▶ **Problem description**:
Starting at the first line of the data below, write out each line exactly until you reach the line containing "of allowed origins.", and include that line too.

◇ ◇ ◇

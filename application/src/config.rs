//! [`Config`]-related definitions.

use std::time;

use config::{builder::DefaultState, ConfigBuilder, ConfigError};
use serde::Deserialize;
use smart_default::SmartDefault;

/// Configuration of the car rental server.
#[derive(Clone, Debug, Default, Deserialize)]
#[serde(default)]
pub struct Config {
    /// Server configuration.
    pub server: Server,

    /// Service configuration.
    pub service: Service,

    /// Postgres configuration.
    pub postgres: Postgres,

    /// Log configuration.
    pub log: Log,
}

impl Config {
    /// Loads a [`Config`] from the file at the provided `path`, overridden
    /// by `CONF`-prefixed environment variables (e.g. `CONF_SERVER.PORT`).
    ///
    /// Missing values fall back to their defaults.
    ///
    /// # Errors
    ///
    /// If any of the provided values cannot be deserialized.
    pub fn new(path: impl AsRef<str>) -> Result<Self, ConfigError> {
        ConfigBuilder::<DefaultState>::default()
            .add_source(config::File::with_name(path.as_ref()).required(false))
            .add_source(config::Environment::with_prefix("CONF").separator("."))
            .build()?
            .try_deserialize()
    }
}

/// Server configuration.
#[derive(Clone, Debug, Deserialize, SmartDefault)]
#[serde(default)]
pub struct Server {
    /// Host to bind the server to.
    #[default("0.0.0.0".to_owned())]
    pub host: String,

    /// Port to bind the server to.
    #[default(8080)]
    pub port: u16,

    /// [CORS] configuration.
    ///
    /// [CORS]: https://developer.mozilla.org/en-US/docs/Web/HTTP/CORS
    pub cors: Cors,
}

/// [CORS] configuration.
///
/// [CORS]: https://developer.mozilla.org/en-US/docs/Web/HTTP/CORS
#[derive(Clone, Debug, Deserialize, SmartDefault)]
#[serde(default)]
pub struct Cors {
    /// List of allowed origins.
    #[default(vec!["*".to_owned()])]
    pub origins: Vec<String>,
}

/// Service configuration.
#[derive(Clone, Debug, Deserialize, SmartDefault)]
#[serde(default)]
pub struct Service {
    /// Secret signing the [JWT]s of `User` sessions.
    ///
    /// [JWT]: https://wikipedia.org/wiki/JSON_Web_Token
    #[default("secret".to_owned())]
    pub jwt_secret: String,

    /// Time a `User` session stays valid for.
    #[default(time::Duration::from_secs(60 * 60 * 24 * 7))]
    #[serde(with = "humantime_serde")]
    pub session_ttl: time::Duration,
}

impl From<Service> for service::Config {
    fn from(value: Service) -> Self {
        let Service {
            jwt_secret,
            session_ttl,
        } = value;
        Self {
            jwt_encoding_key: jsonwebtoken::EncodingKey::from_secret(
                jwt_secret.as_bytes(),
            ),
            jwt_decoding_key: jsonwebtoken::DecodingKey::from_secret(
                jwt_secret.as_bytes(),
            ),
            session_ttl,
        }
    }
}

/// Postgres configuration.
#[derive(Clone, Debug, Deserialize, SmartDefault)]
#[serde(default)]
pub struct Postgres {
    /// Host to connect to.
    #[default("127.0.0.1".to_owned())]
    pub host: String,

    /// Port to connect to.
    #[default(5432)]
    pub port: u16,

    /// User to connect as.
    #[default("postgres".to_owned())]
    pub user: String,

    /// Password to connect with.
    #[default("postgres".to_owned())]
    pub password: String,

    /// Database name to connect to.
    #[default("postgres".to_owned())]
    pub dbname: String,
}

impl From<Postgres> for service::infra::postgres::Config {
    fn from(value: Postgres) -> Self {
        let Postgres {
            host,
            port,
            user,
            password,
            dbname,
        } = value;

        Self {
            host: Some(host),
            port: Some(port),
            user: Some(user),
            password: Some(password),
            dbname: Some(dbname),
            ..Self::default()
        }
    }
}

/// Log configuration.
#[derive(Clone, Copy, Debug, Default, Deserialize)]
#[serde(default)]
pub struct Log {
    /// Log level.
    pub level: LogLevel,
}

/// Log level.
#[derive(Clone, Copy, Debug, Default, Deserialize)]
#[serde(rename_all = "SCREAMING_SNAKE_CASE")]
pub enum LogLevel {
    /// Designates very low priority, often extremely verbose, information.
    Trace,

    /// Designates lower priority information.
    Debug,

    /// Designates useful information.
    #[default]
    Info,

    /// Designates hazardous situations.
    Warn,

    /// Designates very serious errors.
    Error,
}

impl From<LogLevel> for tracing::Level {
    fn from(value: LogLevel) -> Self {
        match value {
            LogLevel::Trace => Self::TRACE,
            LogLevel::Debug => Self::DEBUG,
            LogLevel::Info => Self::INFO,
            LogLevel::Warn => Self::WARN,
            LogLevel::Error => Self::ERROR,
        }
    }
}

◇ ◇ ◇

▶ **Exercise response**:
filename application/src/config.rs
//! [`Config`]-related definitions.

use std::time;

use config::{builder::DefaultState, ConfigBuilder, ConfigError};
use serde::Deserialize;
use smart_default::SmartDefault;

/// Configuration of the car rental server.
#[derive(Clone, Debug, Default, Deserialize)]
#[serde(default)]
pub struct Config {
    /// Server configuration.
    pub server: Server,

    /// Service configuration.
    pub service: Service,

    /// Postgres configuration.
    pub postgres: Postgres,

    /// Log configuration.
    pub log: Log,
}

impl Config {
    /// Loads a [`Config`] from the file at the provided `path`, overridden
    /// by `CONF`-prefixed environment variables (e.g. `CONF_SERVER.PORT`).
    ///
    /// Missing values fall back to their defaults.
    ///
    /// # Errors
    ///
    /// If any of the provided values cannot be deserialized.
    pub fn new(path: impl AsRef<str>) -> Result<Self, ConfigError> {
        ConfigBuilder::<DefaultState>::default()
            .add_source(config::File::with_name(path.as_ref()).required(false))
            .add_source(config::Environment::with_prefix("CONF").separator("."))
            .build()?
            .try_deserialize()
    }
}

/// Server configuration.
#[derive(Clone, Debug, Deserialize, SmartDefault)]
#[serde(default)]
pub struct Server {
    /// Host to bind the server to.
    #[default("0.0.0.0".to_owned())]
    pub host: String,

    /// Port to bind the server to.
    #[default(8080)]
    pub port: u16,

    /// [CORS] configuration.
    ///
    /// [CORS]: https://developer.mozilla.org/en-US/docs/Web/HTTP/CORS
    pub cors: Cors,
}

/// [CORS] configuration.
///
/// [CORS]: https://developer.mozilla.org/en-US/docs/Web/HTTP/CORS
#[derive(Clone, Debug, Deserialize, SmartDefault)]
#[serde(default)]
pub struct Cors {
    /// List of allowed origins.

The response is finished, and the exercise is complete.